→ Exercise requirements
Looking at the data that follows, count the lines containing the word "evictions" and write down only that count.

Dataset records
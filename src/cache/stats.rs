//! Cache Statistics Module
//!
//! Counters behind a cache's hit rate and eviction totals.

use std::sync::atomic::{AtomicU64, Ordering};

use serde::Serialize;

// == Cache Stats ==
/// Point-in-time snapshot of cache metrics.
#[derive(Debug, Clone, Default, PartialEq, Serialize)]
pub struct CacheStats {
    /// Number of successful cache retrievals
    pub hits: u64,
    /// Number of failed cache retrievals (key not found or expired)
    pub misses: u64,
    /// Number of entries evicted to make room for inserts
    pub evictions: u64,
    /// Number of entries the store dropped on TTL expiry
    pub expirations: u64,
    /// Number of keys currently ranked by the recency tracker
    pub tracked_keys: usize,
}

impl CacheStats {
    // == Hit Rate ==
    /// Calculates the cache hit rate.
    ///
    /// Returns hits / (hits + misses), or 0.0 if no requests have been made.
    pub fn hit_rate(&self) -> f64 {
        let total = self.hits + self.misses;
        if total == 0 {
            0.0
        } else {
            self.hits as f64 / total as f64
        }
    }
}

// == Stats Recorder ==
/// Lock-free counters behind [`CacheStats`].
#[derive(Debug, Default)]
pub(crate) struct StatsRecorder {
    hits: AtomicU64,
    misses: AtomicU64,
    evictions: AtomicU64,
    expirations: AtomicU64,
}

impl StatsRecorder {
    pub fn record_hit(&self) {
        self.hits.fetch_add(1, Ordering::Relaxed);
    }

    pub fn record_miss(&self) {
        self.misses.fetch_add(1, Ordering::Relaxed);
    }

    pub fn record_eviction(&self) {
        self.evictions.fetch_add(1, Ordering::Relaxed);
    }

    pub fn record_expiration(&self) {
        self.expirations.fetch_add(1, Ordering::Relaxed);
    }

    pub fn snapshot(&self, tracked_keys: usize) -> CacheStats {
        CacheStats {
            hits: self.hits.load(Ordering::Relaxed),
            misses: self.misses.load(Ordering::Relaxed),
            evictions: self.evictions.load(Ordering::Relaxed),
            expirations: self.expirations.load(Ordering::Relaxed),
            tracked_keys,
        }
    }
}
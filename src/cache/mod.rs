//! Cache Module
//!
//! Provides the LRU eviction layer over an expiring store: recency tracking,
//! capacity-triggered eviction and eviction notifications.

mod component;
mod notify;
mod recency;
mod stats;

#[cfg(test)]
mod scripted_store;

// Re-export public types
pub use component::{AnyValue, LruCache};
pub use notify::{EvictionCause, EvictionListener, EvictionNotification, SubscriptionId};
pub use stats::CacheStats;

// == Public Constants ==
/// Maximum allowed key length in bytes
pub const MAX_KEY_LENGTH: usize = 256;
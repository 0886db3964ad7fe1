//! Eviction Notification Module
//!
//! Listener registry owned by a cache instance. Listeners are invoked
//! synchronously on the thread that performed the eviction, after every
//! lock has been released, so a listener may call back into the cache.

use std::fmt;
use std::sync::atomic::{AtomicU64, Ordering};
use std::sync::Arc;

use chrono::{DateTime, Utc};
use parking_lot::RwLock;
use serde::Serialize;

// == Eviction Cause ==
/// Which path removed the entry.
#[derive(Debug, Clone, Copy, PartialEq, Eq, Hash, Serialize)]
#[serde(rename_all = "snake_case")]
pub enum EvictionCause {
    /// Evicted by the cache to make room for an insert
    Capacity,
    /// Dropped by the store once its TTL elapsed
    Expired,
}

impl fmt::Display for EvictionCause {
    fn fmt(&self, f: &mut fmt::Formatter<'_>) -> fmt::Result {
        match self {
            EvictionCause::Capacity => f.write_str("capacity"),
            EvictionCause::Expired => f.write_str("expired"),
        }
    }
}

// == Eviction Notification ==
/// Raised once per evicted key.
#[derive(Debug, Clone, PartialEq, Eq, Serialize)]
pub struct EvictionNotification {
    pub key: String,
    pub cause: EvictionCause,
    pub evicted_at: DateTime<Utc>,
}

impl EvictionNotification {
    pub fn new(key: impl Into<String>, cause: EvictionCause) -> Self {
        Self {
            key: key.into(),
            cause,
            evicted_at: Utc::now(),
        }
    }
}

// == Eviction Listener ==
/// Receives eviction notifications from a cache.
pub trait EvictionListener: Send + Sync {
    fn on_evicted(&self, notification: &EvictionNotification);
}

impl<F> EvictionListener for F
where
    F: Fn(&EvictionNotification) + Send + Sync,
{
    fn on_evicted(&self, notification: &EvictionNotification) {
        self(notification)
    }
}

/// Handle returned by `subscribe`, used to unsubscribe.
#[derive(Debug, Clone, Copy, PartialEq, Eq, Hash)]
pub struct SubscriptionId(u64);

// == Subscribers ==
#[derive(Default)]
pub(crate) struct Subscribers {
    listeners: RwLock<Vec<(SubscriptionId, Arc<dyn EvictionListener>)>>,
    next_id: AtomicU64,
}

impl Subscribers {
    pub fn subscribe(&self, listener: Arc<dyn EvictionListener>) -> SubscriptionId {
        let id = SubscriptionId(self.next_id.fetch_add(1, Ordering::Relaxed));
        self.listeners.write().push((id, listener));
        id
    }

    pub fn unsubscribe(&self, id: SubscriptionId) -> bool {
        let mut listeners = self.listeners.write();
        let before = listeners.len();
        listeners.retain(|(existing, _)| *existing != id);
        listeners.len() != before
    }

    pub fn len(&self) -> usize {
        self.listeners.read().len()
    }

    /// Delivers to a snapshot of the listeners; the registry lock is not held during delivery.
    pub fn notify(&self, notification: &EvictionNotification) {
        let snapshot: Vec<Arc<dyn EvictionListener>> = self
            .listeners
            .read()
            .iter()
            .map(|(_, listener)| listener.clone())
            .collect();

        for listener in snapshot {
            listener.on_evicted(notification);
        }
    }
}

impl fmt::Debug for Subscribers {
    fn fmt(&self, f: &mut fmt::Formatter<'_>) -> fmt::Result {
        f.debug_struct("Subscribers")
            .field("listeners", &self.len())
            .finish()
    }
}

→ Answer for the task
4